The policeman didn’t have far to come. He patrols the corridors of Sarah’s school, Fulmore Middle in Austin, Texas. Like hundreds of schools in the state, and across large parts of the rest of the US, Fulmore Middle has its own police force with officers in uniform who carry guns to keep order in the canteens, playgrounds and lessons. Sarah was taken from class, charged with a criminal misdemeanour and ordered to appear in court.
Each day, hundreds of schoolchildren appear before courts in Texas charged with offences such as swearing, misbehaving on the school bus or getting in to a punch-up in the playground. Children have been arrested for possessing cigarettes, wearing “inappropriate” clothes and being late for school.
In 2010, the police gave close to 300,000 “Class C misdemeanour” tickets to children as young as six in Texas for offences in and out of school, which result in fines, community service and even prison time. What was once handled with a telling-off by the teacher or a call to parents can now result in arrest and a record that may cost a young person a place in college or a job years later.
One of the things that has fascinated me as a foster parent is the realization of how afraid many people are of children. Whether this stems back to Coumbine or other issues, a few rare cases of violent children seem to have reshaped our national culture in a way that makes us genuinely afraid of kids. I’ve had people outright ask whether I worry foster children will kill me in my bed – even though the kids are far more vulnerable than they are dangerous.
Add into this the fact that non-white children, especially boys, are much more likely to be disciplined more strongly for the same things – expulsion rather than detention, and to be judged as violent and extreme for things that would be considered minor in a white or female child, and I admit, I’m pretty strongly suspicious of the impulse to police childhood.
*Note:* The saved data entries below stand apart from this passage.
//! End-to-end match flow over the public session API.

use storm_arena_agents::{IdleAgent, RandomAgent, SeekerAgent};
use storm_arena_core::{Event, MatchConfig};
use storm_arena_session::{MatchOutcome, Phase, Session};
use storm_arena_world::query;

fn open_config() -> MatchConfig {
    MatchConfig {
        width: 8,
        height: 8,
        wall_density: 0.0,
        health_pack_density: 0.0,
        ..MatchConfig::default()
    }
}

#[test]
fn storm_closes_in_on_schedule() {
    let mut session = Session::new(
        open_config(),
        [Box::new(IdleAgent), Box::new(IdleAgent)],
        5,
    )
    .expect("setup succeeds");
    let starting_positions: Vec<_> = session
        .players()
        .iter()
        .map(|&player| {
            query::player(session.world(), player)
                .expect("player present")
                .position
        })
        .collect();

    for _ in 0..19 {
        let _ = session.play_round();
    }
    assert_eq!(query::storm_size(session.world()), 0);

    let events = session.play_round();
    assert!(events
        .iter()
        .any(|event| matches!(event, Event::StormAdvanced { size: 1 })));
    assert_eq!(query::storm_size(session.world()), 1);

    for (index, &player) in session.players().iter().enumerate() {
        let ring = starting_positions[index].ring_distance(8, 8);
        if ring <= 1 {
            assert!(!query::is_active(session.world(), player));
        } else {
            assert!(query::is_active(session.world(), player));
            let view = query::player(session.world(), player).expect("survivor present");
            assert_eq!(view.position, starting_positions[index]);
        }
    }
}

#[test]
fn idle_match_terminates_in_a_draw() {
    let mut session = Session::new(
        open_config(),
        [Box::new(IdleAgent), Box::new(IdleAgent)],
        5,
    )
    .expect("setup succeeds");
    let outcome = session.run();
    assert_eq!(outcome, MatchOutcome::Draw);
    assert!(session.round() <= 200);
    assert!(matches!(session.phase(), Phase::GameOver(MatchOutcome::Draw)));
}

#[test]
fn mixed_agents_play_to_a_verdict() {
    let config = MatchConfig {
        width: 10,
        height: 10,
        wall_density: 0.2,
        health_pack_density: 0.02,
        max_rounds: 120,
        ..MatchConfig::default()
    };
    let mut session = Session::new(config, [Box::new(SeekerAgent), Box::new(RandomAgent)], 42)
        .expect("setup succeeds");
    let _ = session.run();
    assert!(session.outcome().is_some());
    assert!(session.round() >= 1);
    assert!(session.round() <= 120);
}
That doesn’t mean no children are hard to handle or that classrooms aren’t hard to manage, but to me this is just one more sign of something deeply wrong in our culture generally.
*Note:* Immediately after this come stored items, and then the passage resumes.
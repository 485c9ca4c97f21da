#![deny(
    unsafe_code,
    missing_docs,
    dead_code,
    unused_results,
    non_snake_case,
    unreachable_pub
)]

//! Reference agents exercising the toolkit façade.
//!
//! These agents double as living documentation of the [`Agent`] contract:
//! they hold no privileged access and observe the match purely through the
//! snapshot and toolkit.

use storm_arena_core::{Action, EntityKind};
use storm_arena_toolkit::{Agent, ArenaSnapshot, Toolkit};

/// Agent that never acts. Useful as a sparring dummy and in tests.
#[derive(Clone, Copy, Debug, Default)]
pub struct IdleAgent;

impl Agent for IdleAgent {
    fn name(&self) -> &str {
        "idle"
    }

    fn next_action(&mut self, _snapshot: &ArenaSnapshot, _toolkit: &mut Toolkit<'_>) -> Action {
        Action::NoAction
    }
}

/// Agent that picks a uniformly random action every round.
#[derive(Clone, Copy, Debug, Default)]
pub struct RandomAgent;

impl Agent for RandomAgent {
    fn name(&self) -> &str {
        "random"
    }

    fn next_action(&mut self, _snapshot: &ArenaSnapshot, toolkit: &mut Toolkit<'_>) -> Action {
        toolkit.choose_randomly(&Action::ALL)
    }
}

/// Chase-and-shoot heuristic.
///
/// Priorities per round: retreat to a health pack when wounded, shoot the
/// opponent down a clear lane, drop a mine when adjacent, otherwise close
/// the distance along the shortest path.
#[derive(Clone, Copy, Debug, Default)]
pub struct SeekerAgent;

/// Health at or below which the seeker prefers a health pack over a fight.
const RETREAT_THRESHOLD: u8 = 2;

/// Furthest opponent distance at which the seeker bothers shooting.
const FIRING_RANGE: u32 = 5;

impl Agent for SeekerAgent {
    fn name(&self) -> &str {
        "seeker"
    }

    fn next_action(&mut self, snapshot: &ArenaSnapshot, toolkit: &mut Toolkit<'_>) -> Action {
        let me = snapshot.me();
        let opponent = snapshot.opponent();

        if me.health.get() <= RETREAT_THRESHOLD {
            if let Ok(Some(pack)) = toolkit.find_nearest(EntityKind::HealthPack, me.position) {
                if let Ok(action) = toolkit.move_towards(pack) {
                    if action != Action::NoAction {
                        return action;
                    }
                }
            }
        }

        let distance = me.position.manhattan_distance(opponent.position);
        if snapshot.can_shoot()
            && distance <= FIRING_RANGE
            && toolkit.line_of_sight(me.position, opponent.position) == Ok(true)
        {
            if let Ok(action) = toolkit.shoot_towards(opponent.position) {
                if action != Action::NoAction {
                    return action;
                }
            }
        }

        if snapshot.can_place_mine() && distance == 1 {
            if let Ok(action) = toolkit.place_mine_towards(opponent.position) {
                if action != Action::NoAction {
                    return action;
                }
            }
        }

        if let Ok(action) = toolkit.move_towards(opponent.position) {
            if action != Action::NoAction {
                return action;
            }
        }
        Action::NoAction
    }
}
I was a disruptive teen in high school myself – I was politically aware and active and a bit of an agitator. I had smart mouth, and my dream as a 16 year old pain in the rear was to be a test case for the ACLU
in a high school that I saw as repressive and intellectually deadening. I was fortunate in that my teachers and the school administration were, for the most part, smarter than I gave them credit for, and kinder – they didn’t want to ruin the records of young people, and handled my actions appropriately. I can only imagine what would have changed in my life when childhood earns you no grace, only harder and harder crack-downs. The track to prison already begins in school for many kids – do we really need to make the track run faster?